Un concerto «a sostegno della Cultura», ma soprattutto per far sentire al governo una voce contraria a una politica avara nei confronti della cultura e della musica, quello diretto ieri agli Arcimboldi di Milano da Riccardo Muti, terminato in un bis suggestivo col pubblico in piedi a cantare il Va' pensiero insieme al coro scaligero. Muti, direttore musicale della Scala, si è rivolto al pubblico prima di iniziare il concerto: «I problemi della cultura non sono problemi da risolvere giorno per giorno, quasi fosse un obolo alla questua.
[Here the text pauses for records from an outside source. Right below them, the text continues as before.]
// SPDX-FileCopyrightText: 2026 Switchyard Contributors
// SPDX-License-Identifier: MIT OR Apache-2.0

//! Heuristic acceptance check for generated responses.

use std::fmt;

use switchyard_config::model::FallbackConfig;

/// Why a response was rejected.
#[derive(Debug, Clone, PartialEq, Eq)]
pub enum Rejection {
    /// Nothing left after trimming whitespace.
    Empty,
    /// Trimmed response shorter than the configured minimum.
    TooShort { length: usize, min: usize },
    /// Trimmed response opens with a refusal phrase.
    Refusal { phrase: String },
}

impl fmt::Display for Rejection {
    fn fmt(&self, f: &mut fmt::Formatter<'_>) -> fmt::Result {
        match self {
            Rejection::Empty => write!(f, "empty response"),
            Rejection::TooShort { length, min } => {
                write!(f, "response too short ({length} < {min} chars)")
            }
            Rejection::Refusal { phrase } => write!(f, "response opens with \"{phrase}\""),
        }
    }
}

/// Decides whether a response is usable.
///
/// A response is rejected when, after trimming, it is empty, shorter than
/// `min_response_length` characters, or its lower-cased text starts with an
/// invalid phrase. Refusal wording later in the text is accepted.
#[derive(Debug, Clone)]
pub struct ResponseValidator {
    min_length: usize,
    invalid_phrases: Vec<String>,
}

impl ResponseValidator {
    pub fn new(config: &FallbackConfig) -> Self {
        Self {
            min_length: config.min_response_length,
            invalid_phrases: config
                .invalid_phrases
                .iter()
                .map(|p| p.to_lowercase())
                .collect(),
        }
    }

    /// `Ok(())` if the response is acceptable, otherwise the first reason it is not.
    pub fn check(&self, response: &str) -> Result<(), Rejection> {
        let trimmed = response.trim();
        if trimmed.is_empty() {
            return Err(Rejection::Empty);
        }

        let length = trimmed.chars().count();
        if length < self.min_length {
            return Err(Rejection::TooShort {
                length,
                min: self.min_length,
            });
        }

        let lower = trimmed.to_lowercase();
        if let Some(phrase) = self
            .invalid_phrases
            .iter()
            .find(|p| lower.starts_with(p.as_str()))
        {
            return Err(Rejection::Refusal {
                phrase: phrase.clone(),
            });
        }

        Ok(())
    }

    pub fn is_valid(&self, response: &str) -> bool {
        self.check(response).is_ok()
    }
}

impl Default for ResponseValidator {
    fn default() -> Self {
        Self::new(&FallbackConfig::default())
    }
}

#[cfg(test)]
mod tests {
    use super::*;

    #[test]
    fn accepts_ordinary_answers() {
        let v = ResponseValidator::default();
        assert!(v.is_valid("Paris is the capital of France."));
        assert!(v.is_valid("Hello"));
    }

    #[test]
    fn rejects_empty_and_whitespace() {
        let v = ResponseValidator::default();
        assert_eq!(v.check(""), Err(Rejection::Empty));
        assert_eq!(v.check("  \n\t "), Err(Rejection::Empty));
    }

    #[test]
    fn rejects_short_after_trimming() {
        let v = ResponseValidator::default();
        assert_eq!(
            v.check("   ok  "),
            Err(Rejection::TooShort { length: 2, min: 5 })
        );
        assert!(!v.is_valid("Yes."));
    }

    #[test]
    fn min_length_counts_characters() {
        let v = ResponseValidator::default();
        // Five characters, ten bytes.
        assert!(v.is_valid("ééééé"));
    }

    #[test]
    fn refusal_prefix_is_case_insensitive() {
        let v = ResponseValidator::default();
        assert!(matches!(
            v.check("I DON'T KNOW the answer to that."),
            Err(Rejection::Refusal { .. })
        ));
        assert!(!v.is_valid("  i'm unable to help with that request"));
    }

    #[test]
    fn refusal_later_in_text_is_accepted() {
        let v = ResponseValidator::default();
        assert!(v.is_valid("Honestly, I don't know of a better approach than this."));
    }

    #[test]
    fn configured_phrases_are_case_folded() {
        let config = FallbackConfig {
            invalid_phrases: vec!["As An AI".to_string()],
            ..FallbackConfig::default()
        };
        let v = ResponseValidator::new(&config);
        assert!(!v.is_valid("as an ai model I cannot"));
        assert!(v.is_valid("I don't know, but here is a guess"));
    }

    #[test]
    fn rejection_display_is_readable() {
        assert_eq!(
            Rejection::TooShort { length: 2, min: 5 }.to_string(),
            "response too short (2 < 5 chars)"
        );
    }
}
Oggi ho visto sui giornali che la revoca dei tagli al Fus (il Fondo unico dello spettacolo, ndr) è stata letta come una vittoria. Ma la parola vittoria evoca la presenza di un nemico. Vorrei sapere chi è stato vinto...». In ballo, dopo i ventilati tagli al Fus (il 20 nel 2004 e il 40 nel 2005), è l' esistenza stessa delle Fondazioni musicali, come aveva sottolineato, prima di Muti un rappresentante delle organizzazioni sindacali dei lavoratori dello spettacolo. Muti ha ricordato che «il nostro Paese è importante perché è importante la sua storia (...) il governo attuale e tutti quelli che si succederanno dovranno rendersi conto che la cultura è un dovere e un diritto dei cittadini. Siamo stanchi di chiedere!».
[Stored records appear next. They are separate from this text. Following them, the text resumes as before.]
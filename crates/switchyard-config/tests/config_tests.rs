// SPDX-FileCopyrightText: 2026 Switchyard Contributors
// SPDX-License-Identifier: MIT OR Apache-2.0

//! Integration tests for the Switchyard configuration system.

use std::io::Write;

use switchyard_config::diagnostic::ConfigError;
use switchyard_config::model::{ClassifierMethod, RouterConfig};
use switchyard_config::{load_and_validate_path, load_and_validate_str, load_config_from_str};
use switchyard_core::ComplexityTier;

/// Valid TOML with all known sections deserializes successfully.
#[test]
fn valid_toml_deserializes_into_router_config() {
    let toml = r#"
[provider]
name = "mock"
timeout_secs = 30

[models]
simple = "small"
medium = "mid"
advanced = "large"
advanced_max_tokens = 16000

[classifier]
method = "llm"
max_simple_length = 40
max_medium_length = 150
complex_keywords = ["analyze"]

[cache]
enabled = false
path = "/tmp/switchyard-cache.json"

[fallback]
enabled = true
max_retries = 1
invalid_phrases = ["sorry"]

[log]
level = "debug"
"#;

    let config = load_config_from_str(toml).expect("valid TOML should deserialize");
    assert_eq!(config.provider.name, "mock");
    assert_eq!(config.provider.timeout_secs, 30);
    assert_eq!(config.models.model_for(ComplexityTier::Medium), "mid");
    assert_eq!(config.models.max_tokens_for(ComplexityTier::Advanced), 16000);
    assert_eq!(config.models.max_tokens_for(ComplexityTier::Simple), 2048);
    assert_eq!(config.classifier.method, ClassifierMethod::Llm);
    assert_eq!(config.classifier.max_simple_length, 40);
    assert_eq!(config.classifier.complex_keywords, vec!["analyze"]);
    assert!(!config.cache.enabled);
    assert_eq!(config.fallback.max_retries, 1);
    assert_eq!(config.fallback.invalid_phrases, vec!["sorry"]);
    assert_eq!(config.log.level, "debug");
}

/// An empty document yields the documented defaults.
#[test]
fn empty_toml_uses_defaults() {
    let config = load_and_validate_str("").expect("defaults should be valid");
    assert_eq!(config.provider.name, "gemini");
    assert_eq!(config.models.simple, "gemini-1.5-flash-latest");
    assert_eq!(config.models.medium, "gemini-2.5-flash");
    assert_eq!(config.models.advanced, "gemini-2.5-pro");
    assert_eq!(config.classifier.method, ClassifierMethod::RuleBased);
    assert_eq!(config.classifier.max_simple_length, 50);
    assert_eq!(config.classifier.max_medium_length, 200);
    assert!(config.classifier.complex_keywords.contains(&"synthesize".to_string()));
    assert!(config.cache.enabled);
    assert_eq!(config.cache.path, "data/cache/query_cache.json");
    assert!(config.fallback.enabled);
    assert_eq!(config.fallback.max_retries, 2);
    assert_eq!(config.fallback.min_response_length, 5);
    assert!(config.fallback.invalid_phrases.contains(&"i cannot provide".to_string()));
}

/// Unknown keys produce a diagnostic with a suggestion and a source span.
#[test]
fn unknown_key_suggests_correction() {
    let toml = r#"
[fallback]
max_retires = 3
"#;

    let errors = load_and_validate_str(toml).expect_err("should reject unknown field");
    assert_eq!(errors.len(), 1);
    match &errors[0] {
        ConfigError::UnknownKey {
            key,
            suggestion,
            span,
            ..
        } => {
            assert_eq!(key, "max_retires");
            assert_eq!(suggestion.as_deref(), Some("max_retries"));
            assert!(span.is_some(), "inline source should be located");
        }
        other => panic!("expected UnknownKey, got {other:?}"),
    }
}

/// An unknown classifier method is reported as an invalid value.
#[test]
fn unknown_classifier_method_is_invalid() {
    let toml = r#"
[classifier]
method = "neural"
"#;

    let errors = load_and_validate_str(toml).expect_err("should reject unknown method");
    assert!(
        matches!(&errors[0], ConfigError::InvalidType { detail, .. } if detail.contains("neural")),
        "got {errors:?}"
    );
}

/// Semantic validation runs after a successful parse.
#[test]
fn unknown_provider_fails_validation() {
    let errors = load_and_validate_str("[provider]\nname = \"openai\"\n")
        .expect_err("openai is not compiled in");
    assert!(matches!(&errors[0], ConfigError::Validation { message } if message.contains("openai")));
}

/// Wrong value types are reported as invalid values.
#[test]
fn wrong_type_is_invalid_value() {
    let errors = load_and_validate_str("[cache]\nenabled = \"yes\"\n").expect_err("string is not bool");
    assert!(
        matches!(&errors[0], ConfigError::InvalidType { .. }),
        "got {errors:?}"
    );
}

/// A config file on disk is loaded and validated.
#[test]
fn load_from_path() {
    let mut file = tempfile::NamedTempFile::new().expect("temp file");
    writeln!(file, "[provider]\nname = \"mock\"\n\n[fallback]\nmax_retries = 0").expect("write");

    let config = load_and_validate_path(file.path()).expect("file config should load");
    assert_eq!(config.provider.name, "mock");
    assert_eq!(config.fallback.max_retries, 0);
}

/// An explicit config path that does not exist is an error, not a fallback to defaults.
#[test]
fn missing_explicit_path_is_rejected() {
    let dir = tempfile::tempdir().expect("temp dir");
    let path = dir.path().join("nope.toml");

    let errors = load_and_validate_path(&path).expect_err("missing file must not load");
    assert_eq!(errors.len(), 1);
    assert!(
        matches!(&errors[0], ConfigError::FileNotFound { path: p } if p.ends_with("nope.toml")),
        "got {errors:?}"
    );
}

/// A directory is not a config file.
#[test]
fn directory_as_explicit_path_is_rejected() {
    let dir = tempfile::tempdir().expect("temp dir");
    let errors = load_and_validate_path(dir.path()).expect_err("directory must not load");
    assert!(matches!(&errors[0], ConfigError::FileNotFound { .. }), "got {errors:?}");
}

/// The effective configuration renders back to TOML that parses to the same values.
#[test]
fn effective_config_renders_as_toml() {
    let mut config = RouterConfig::default();
    config.provider.name = "mock".to_string();
    config.classifier.method = ClassifierMethod::Llm;

    let rendered = config.to_toml().expect("config should serialize");
    assert!(rendered.contains("method = \"llm\""));
    assert!(!rendered.contains("api_key"), "unset secrets must not be rendered");

    let reparsed = load_and_validate_str(&rendered).expect("rendered config should reload");
    assert_eq!(reparsed.provider.name, "mock");
    assert_eq!(reparsed.classifier.method, ClassifierMethod::Llm);
}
Concerto di Muti contro i tagli del governo
Ieri, a Milano, Riccardo Muti ha diretto un concerto a sostegno della cultura e della musica, con l'obiettivo di far sentire al governo la voce contraria ai tagli al Fondo unico dello spettacolo (Fus). Muti ha sottolineato che i problemi della cultura non possono essere risolti "giorno per giorno" e ha ricordato che il governo attuale e quelli futuri dovranno rendersi conto che la cultura è un dovere e un diritto dei cittadini. Il concerto è stato un successo, con il pubblico in piedi a cantare il "Va' pensiero" insieme al coro scaligero. Muti ha anche ricordato che il nostro Paese è importante perché è importante la sua storia.